- **To do**: Work through the entries below and report how many lines include "they". The number alone is the answer.

::: Data listing :::

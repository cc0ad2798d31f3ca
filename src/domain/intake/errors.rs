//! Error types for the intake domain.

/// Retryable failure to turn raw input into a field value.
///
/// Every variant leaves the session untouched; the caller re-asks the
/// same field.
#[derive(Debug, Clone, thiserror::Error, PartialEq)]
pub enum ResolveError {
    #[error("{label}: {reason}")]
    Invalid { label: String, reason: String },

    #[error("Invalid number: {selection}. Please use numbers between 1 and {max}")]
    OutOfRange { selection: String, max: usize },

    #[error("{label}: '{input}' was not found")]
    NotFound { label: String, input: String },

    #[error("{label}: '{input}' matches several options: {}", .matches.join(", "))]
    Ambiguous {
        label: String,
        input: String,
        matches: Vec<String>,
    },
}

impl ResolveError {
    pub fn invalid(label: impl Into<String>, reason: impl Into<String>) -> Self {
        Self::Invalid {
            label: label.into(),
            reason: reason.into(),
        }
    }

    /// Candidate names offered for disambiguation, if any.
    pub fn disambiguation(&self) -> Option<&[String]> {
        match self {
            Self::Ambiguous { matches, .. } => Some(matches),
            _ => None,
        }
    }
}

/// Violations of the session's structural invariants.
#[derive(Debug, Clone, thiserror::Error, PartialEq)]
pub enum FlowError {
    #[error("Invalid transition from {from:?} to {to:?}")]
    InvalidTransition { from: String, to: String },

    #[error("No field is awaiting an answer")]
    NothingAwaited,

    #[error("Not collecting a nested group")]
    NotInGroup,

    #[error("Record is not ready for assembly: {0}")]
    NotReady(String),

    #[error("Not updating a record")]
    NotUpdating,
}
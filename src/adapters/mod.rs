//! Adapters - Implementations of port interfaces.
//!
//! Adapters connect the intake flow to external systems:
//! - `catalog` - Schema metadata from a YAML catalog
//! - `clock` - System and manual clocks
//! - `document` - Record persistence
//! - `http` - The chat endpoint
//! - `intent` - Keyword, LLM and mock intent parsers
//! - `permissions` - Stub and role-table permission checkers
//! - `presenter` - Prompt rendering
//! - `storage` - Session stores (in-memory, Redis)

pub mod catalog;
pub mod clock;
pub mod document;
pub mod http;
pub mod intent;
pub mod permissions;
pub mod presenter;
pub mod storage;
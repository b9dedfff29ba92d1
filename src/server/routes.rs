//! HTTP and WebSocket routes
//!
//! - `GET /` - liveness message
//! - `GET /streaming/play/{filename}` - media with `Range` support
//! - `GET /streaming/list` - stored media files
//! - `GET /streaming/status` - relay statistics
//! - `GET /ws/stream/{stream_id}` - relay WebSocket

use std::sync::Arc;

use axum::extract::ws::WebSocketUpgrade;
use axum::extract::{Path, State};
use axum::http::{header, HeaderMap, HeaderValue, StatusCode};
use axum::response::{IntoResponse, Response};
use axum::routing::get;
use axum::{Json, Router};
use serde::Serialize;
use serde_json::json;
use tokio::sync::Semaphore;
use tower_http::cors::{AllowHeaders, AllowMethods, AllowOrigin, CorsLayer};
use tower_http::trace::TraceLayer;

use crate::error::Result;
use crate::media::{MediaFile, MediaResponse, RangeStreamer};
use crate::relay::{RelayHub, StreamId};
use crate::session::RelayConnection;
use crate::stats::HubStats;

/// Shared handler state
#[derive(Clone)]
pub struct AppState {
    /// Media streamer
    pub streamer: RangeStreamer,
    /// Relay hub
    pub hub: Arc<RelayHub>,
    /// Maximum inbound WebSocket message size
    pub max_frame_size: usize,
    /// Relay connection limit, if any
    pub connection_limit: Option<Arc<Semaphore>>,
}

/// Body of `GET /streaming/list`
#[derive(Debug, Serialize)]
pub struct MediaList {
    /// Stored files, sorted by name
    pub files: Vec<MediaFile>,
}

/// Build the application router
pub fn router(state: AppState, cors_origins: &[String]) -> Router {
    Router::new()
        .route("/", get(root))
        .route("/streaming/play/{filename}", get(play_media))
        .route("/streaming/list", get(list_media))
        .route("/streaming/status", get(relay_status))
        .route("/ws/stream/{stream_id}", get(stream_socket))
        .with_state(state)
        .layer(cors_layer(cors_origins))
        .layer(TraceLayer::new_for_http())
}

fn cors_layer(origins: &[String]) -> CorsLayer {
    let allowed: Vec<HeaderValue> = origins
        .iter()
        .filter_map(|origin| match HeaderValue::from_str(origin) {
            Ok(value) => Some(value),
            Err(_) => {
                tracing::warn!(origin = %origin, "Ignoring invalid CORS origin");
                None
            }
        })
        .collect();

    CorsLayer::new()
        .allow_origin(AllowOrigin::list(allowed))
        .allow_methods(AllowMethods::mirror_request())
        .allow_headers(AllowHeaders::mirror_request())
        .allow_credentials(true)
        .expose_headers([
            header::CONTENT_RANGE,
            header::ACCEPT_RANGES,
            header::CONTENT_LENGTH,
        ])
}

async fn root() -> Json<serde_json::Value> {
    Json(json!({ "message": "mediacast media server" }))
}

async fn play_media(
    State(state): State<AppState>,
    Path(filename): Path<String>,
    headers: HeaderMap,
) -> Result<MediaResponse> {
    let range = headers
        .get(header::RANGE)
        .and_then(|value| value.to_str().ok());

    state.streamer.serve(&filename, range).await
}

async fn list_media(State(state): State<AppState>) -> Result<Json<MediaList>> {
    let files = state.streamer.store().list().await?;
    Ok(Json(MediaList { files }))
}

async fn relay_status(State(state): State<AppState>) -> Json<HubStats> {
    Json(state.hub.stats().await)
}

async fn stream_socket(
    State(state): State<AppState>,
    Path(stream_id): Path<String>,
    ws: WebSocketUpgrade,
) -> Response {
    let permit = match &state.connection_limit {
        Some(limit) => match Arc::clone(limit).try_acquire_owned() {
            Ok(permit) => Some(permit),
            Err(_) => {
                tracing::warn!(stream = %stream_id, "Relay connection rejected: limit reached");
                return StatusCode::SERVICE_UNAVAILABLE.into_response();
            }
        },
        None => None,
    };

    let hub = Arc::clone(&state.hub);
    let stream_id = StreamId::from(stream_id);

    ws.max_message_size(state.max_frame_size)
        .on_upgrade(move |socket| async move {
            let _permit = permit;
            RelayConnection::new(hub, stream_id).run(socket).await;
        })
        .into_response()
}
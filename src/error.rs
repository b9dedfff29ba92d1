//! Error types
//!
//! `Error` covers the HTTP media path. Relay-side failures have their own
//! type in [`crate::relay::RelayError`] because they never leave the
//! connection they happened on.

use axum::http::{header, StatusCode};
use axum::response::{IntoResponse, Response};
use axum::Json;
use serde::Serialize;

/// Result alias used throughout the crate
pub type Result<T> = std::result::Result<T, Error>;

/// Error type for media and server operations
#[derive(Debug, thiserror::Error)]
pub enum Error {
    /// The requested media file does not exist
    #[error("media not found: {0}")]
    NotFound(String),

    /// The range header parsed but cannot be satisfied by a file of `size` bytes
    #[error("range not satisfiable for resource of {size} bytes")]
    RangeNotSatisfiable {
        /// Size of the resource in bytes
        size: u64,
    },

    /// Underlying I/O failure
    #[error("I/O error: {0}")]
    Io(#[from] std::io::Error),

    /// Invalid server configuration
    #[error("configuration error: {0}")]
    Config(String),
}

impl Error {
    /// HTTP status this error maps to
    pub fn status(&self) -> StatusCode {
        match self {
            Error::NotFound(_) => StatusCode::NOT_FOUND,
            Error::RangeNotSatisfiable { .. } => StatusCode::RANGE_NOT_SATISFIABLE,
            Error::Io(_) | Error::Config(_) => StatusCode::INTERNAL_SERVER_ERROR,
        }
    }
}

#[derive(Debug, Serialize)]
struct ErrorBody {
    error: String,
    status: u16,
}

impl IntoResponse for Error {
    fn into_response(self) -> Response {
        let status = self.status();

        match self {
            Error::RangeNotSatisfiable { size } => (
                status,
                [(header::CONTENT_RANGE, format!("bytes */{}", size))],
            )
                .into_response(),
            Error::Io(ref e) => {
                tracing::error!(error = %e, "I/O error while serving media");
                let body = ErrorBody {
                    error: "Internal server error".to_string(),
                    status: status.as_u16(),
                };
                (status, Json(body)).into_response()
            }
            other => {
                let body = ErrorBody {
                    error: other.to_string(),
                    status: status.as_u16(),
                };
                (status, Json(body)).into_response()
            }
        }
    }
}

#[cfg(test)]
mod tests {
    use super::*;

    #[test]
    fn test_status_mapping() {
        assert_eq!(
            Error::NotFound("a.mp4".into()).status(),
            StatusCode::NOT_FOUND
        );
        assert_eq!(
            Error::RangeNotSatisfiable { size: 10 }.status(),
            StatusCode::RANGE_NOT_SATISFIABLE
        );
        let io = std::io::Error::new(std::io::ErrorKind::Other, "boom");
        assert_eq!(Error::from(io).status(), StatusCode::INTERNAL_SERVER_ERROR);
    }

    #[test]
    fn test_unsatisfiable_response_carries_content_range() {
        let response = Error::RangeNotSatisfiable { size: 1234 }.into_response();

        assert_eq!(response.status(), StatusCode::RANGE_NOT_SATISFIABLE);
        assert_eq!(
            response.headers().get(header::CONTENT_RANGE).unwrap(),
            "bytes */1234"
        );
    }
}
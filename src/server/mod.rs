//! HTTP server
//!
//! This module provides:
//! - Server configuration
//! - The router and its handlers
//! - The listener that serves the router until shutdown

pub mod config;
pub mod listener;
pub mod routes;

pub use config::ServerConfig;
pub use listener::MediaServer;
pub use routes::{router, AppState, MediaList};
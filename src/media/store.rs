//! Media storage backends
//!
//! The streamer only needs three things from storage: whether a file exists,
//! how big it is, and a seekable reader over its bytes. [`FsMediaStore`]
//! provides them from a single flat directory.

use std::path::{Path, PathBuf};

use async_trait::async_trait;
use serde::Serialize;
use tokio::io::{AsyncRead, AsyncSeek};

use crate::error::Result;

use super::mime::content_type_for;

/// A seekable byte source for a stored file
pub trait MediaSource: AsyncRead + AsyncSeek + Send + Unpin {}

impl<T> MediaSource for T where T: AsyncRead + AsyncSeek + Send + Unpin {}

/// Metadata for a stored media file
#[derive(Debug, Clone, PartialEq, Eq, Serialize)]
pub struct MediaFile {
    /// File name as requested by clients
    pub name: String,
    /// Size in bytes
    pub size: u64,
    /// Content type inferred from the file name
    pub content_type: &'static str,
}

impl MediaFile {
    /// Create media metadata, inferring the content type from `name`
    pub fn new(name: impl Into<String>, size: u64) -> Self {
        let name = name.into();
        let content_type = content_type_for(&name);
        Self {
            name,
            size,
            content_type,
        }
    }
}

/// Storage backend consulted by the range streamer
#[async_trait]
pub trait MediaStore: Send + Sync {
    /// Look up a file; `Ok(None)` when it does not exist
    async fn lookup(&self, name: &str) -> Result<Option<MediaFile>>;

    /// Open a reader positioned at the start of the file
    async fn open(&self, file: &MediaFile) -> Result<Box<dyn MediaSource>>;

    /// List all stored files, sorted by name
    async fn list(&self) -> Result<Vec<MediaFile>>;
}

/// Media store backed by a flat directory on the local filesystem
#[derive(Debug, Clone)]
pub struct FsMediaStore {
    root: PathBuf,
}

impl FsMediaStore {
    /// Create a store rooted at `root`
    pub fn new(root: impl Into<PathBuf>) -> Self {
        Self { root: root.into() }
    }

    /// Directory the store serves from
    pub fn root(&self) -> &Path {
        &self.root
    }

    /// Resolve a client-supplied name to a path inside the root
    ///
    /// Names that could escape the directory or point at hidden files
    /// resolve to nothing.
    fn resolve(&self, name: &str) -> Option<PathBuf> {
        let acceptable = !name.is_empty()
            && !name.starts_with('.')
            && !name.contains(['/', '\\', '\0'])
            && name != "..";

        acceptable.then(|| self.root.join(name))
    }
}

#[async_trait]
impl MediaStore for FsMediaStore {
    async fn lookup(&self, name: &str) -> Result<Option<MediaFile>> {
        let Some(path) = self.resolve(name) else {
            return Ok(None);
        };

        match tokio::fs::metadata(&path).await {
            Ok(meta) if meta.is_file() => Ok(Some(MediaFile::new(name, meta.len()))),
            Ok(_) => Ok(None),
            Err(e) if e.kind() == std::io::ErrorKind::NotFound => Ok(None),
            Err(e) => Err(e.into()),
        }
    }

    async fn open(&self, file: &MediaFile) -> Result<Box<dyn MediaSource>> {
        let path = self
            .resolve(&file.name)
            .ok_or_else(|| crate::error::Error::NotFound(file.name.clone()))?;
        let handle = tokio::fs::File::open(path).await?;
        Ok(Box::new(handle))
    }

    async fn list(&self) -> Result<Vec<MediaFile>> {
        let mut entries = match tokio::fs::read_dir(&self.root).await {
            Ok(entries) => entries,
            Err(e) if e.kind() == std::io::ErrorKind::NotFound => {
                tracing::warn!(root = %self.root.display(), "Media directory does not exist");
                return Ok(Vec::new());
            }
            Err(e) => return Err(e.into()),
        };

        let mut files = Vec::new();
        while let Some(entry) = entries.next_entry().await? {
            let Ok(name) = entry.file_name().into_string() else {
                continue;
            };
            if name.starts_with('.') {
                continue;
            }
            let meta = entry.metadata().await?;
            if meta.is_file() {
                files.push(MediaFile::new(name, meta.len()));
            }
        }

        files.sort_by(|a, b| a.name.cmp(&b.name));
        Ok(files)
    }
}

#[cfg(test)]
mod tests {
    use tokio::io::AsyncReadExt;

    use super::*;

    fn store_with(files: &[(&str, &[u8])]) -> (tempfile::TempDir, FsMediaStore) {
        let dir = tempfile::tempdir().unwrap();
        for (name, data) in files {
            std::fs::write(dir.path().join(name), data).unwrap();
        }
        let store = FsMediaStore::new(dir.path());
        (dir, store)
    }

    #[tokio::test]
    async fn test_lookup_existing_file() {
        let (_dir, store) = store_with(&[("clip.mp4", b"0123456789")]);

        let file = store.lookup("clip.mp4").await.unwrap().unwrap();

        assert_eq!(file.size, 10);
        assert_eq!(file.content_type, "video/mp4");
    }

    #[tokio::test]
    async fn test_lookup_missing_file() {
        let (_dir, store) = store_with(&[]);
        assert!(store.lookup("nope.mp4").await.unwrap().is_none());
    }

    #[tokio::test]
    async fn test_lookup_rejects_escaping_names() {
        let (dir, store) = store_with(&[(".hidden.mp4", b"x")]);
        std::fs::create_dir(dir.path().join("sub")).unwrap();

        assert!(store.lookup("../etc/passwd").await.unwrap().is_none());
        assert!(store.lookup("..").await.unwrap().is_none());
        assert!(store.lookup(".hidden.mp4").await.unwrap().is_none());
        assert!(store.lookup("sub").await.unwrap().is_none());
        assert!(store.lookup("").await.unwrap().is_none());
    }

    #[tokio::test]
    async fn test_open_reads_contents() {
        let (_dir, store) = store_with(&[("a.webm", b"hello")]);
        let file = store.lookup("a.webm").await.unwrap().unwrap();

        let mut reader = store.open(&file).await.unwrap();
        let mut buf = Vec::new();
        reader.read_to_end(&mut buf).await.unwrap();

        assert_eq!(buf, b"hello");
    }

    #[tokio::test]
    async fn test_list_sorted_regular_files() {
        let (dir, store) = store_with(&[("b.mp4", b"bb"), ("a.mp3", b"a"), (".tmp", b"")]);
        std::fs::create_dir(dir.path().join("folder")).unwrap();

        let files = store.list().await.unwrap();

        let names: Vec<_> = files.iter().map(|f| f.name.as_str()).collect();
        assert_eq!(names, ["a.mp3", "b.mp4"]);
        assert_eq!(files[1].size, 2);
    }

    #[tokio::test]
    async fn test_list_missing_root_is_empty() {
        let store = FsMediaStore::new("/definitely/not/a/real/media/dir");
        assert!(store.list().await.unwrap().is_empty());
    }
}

:::

- **Answer section**: 2